## PROBLEM DETAILS
Starting at the line that contains "impl From<Owner> for", return every line through the end of the entries below, exactly and with nothing else.

DATA SECTION Block Start

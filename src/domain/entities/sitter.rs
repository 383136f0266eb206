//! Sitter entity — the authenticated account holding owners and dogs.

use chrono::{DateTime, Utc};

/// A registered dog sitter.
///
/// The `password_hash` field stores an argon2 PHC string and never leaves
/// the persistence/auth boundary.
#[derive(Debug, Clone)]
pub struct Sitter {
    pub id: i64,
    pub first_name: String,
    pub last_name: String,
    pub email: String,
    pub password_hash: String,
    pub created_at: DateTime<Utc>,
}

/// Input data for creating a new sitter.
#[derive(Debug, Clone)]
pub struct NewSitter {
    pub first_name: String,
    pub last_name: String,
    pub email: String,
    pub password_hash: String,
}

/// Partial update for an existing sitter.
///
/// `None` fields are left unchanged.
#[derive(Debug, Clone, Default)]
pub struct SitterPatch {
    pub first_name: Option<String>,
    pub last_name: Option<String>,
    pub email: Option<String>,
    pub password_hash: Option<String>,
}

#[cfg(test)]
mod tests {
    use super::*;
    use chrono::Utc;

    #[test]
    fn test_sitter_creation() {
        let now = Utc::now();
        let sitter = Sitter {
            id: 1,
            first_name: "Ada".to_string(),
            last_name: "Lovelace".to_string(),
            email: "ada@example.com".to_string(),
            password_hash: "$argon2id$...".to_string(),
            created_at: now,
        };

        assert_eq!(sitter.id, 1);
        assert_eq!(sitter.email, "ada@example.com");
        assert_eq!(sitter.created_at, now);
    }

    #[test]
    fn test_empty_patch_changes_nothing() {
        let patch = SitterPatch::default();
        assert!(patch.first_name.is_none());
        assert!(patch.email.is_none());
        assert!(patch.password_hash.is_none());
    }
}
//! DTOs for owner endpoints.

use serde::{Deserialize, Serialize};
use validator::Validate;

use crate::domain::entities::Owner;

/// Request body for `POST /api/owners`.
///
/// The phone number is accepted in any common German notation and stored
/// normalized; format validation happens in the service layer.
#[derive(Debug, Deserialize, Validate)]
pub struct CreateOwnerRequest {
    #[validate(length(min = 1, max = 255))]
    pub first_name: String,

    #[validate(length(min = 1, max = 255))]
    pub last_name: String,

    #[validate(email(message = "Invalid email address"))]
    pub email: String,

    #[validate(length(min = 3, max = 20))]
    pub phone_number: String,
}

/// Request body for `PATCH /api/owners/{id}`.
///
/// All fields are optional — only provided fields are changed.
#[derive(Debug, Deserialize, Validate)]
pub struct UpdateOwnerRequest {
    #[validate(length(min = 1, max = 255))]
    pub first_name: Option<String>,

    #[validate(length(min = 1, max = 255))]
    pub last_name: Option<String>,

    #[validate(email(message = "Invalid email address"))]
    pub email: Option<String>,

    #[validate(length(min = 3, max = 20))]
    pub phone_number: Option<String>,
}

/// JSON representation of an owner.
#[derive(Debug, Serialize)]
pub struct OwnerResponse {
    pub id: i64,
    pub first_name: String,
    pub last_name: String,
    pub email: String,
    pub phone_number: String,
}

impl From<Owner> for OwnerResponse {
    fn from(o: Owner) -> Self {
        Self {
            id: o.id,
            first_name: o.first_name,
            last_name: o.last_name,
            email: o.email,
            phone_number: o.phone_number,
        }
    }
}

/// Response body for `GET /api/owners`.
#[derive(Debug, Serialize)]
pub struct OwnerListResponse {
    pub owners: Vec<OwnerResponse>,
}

DATA SECTION Block End

## SOLUTION TO THE EXERCISE
impl From<Owner> for OwnerResponse {
    fn from(o: Owner) -> Self {
        Self {
            id: o.id,
            first_name: o.first_name,
            last_name: o.last_name,
            email: o.email,
            phone_number: o.phone_number,
        }
    }
}

/// Response body for `GET /api/owners`.
#[derive(Debug, Serialize)]
pub struct OwnerListResponse {
    pub owners: Vec<OwnerResponse>,
}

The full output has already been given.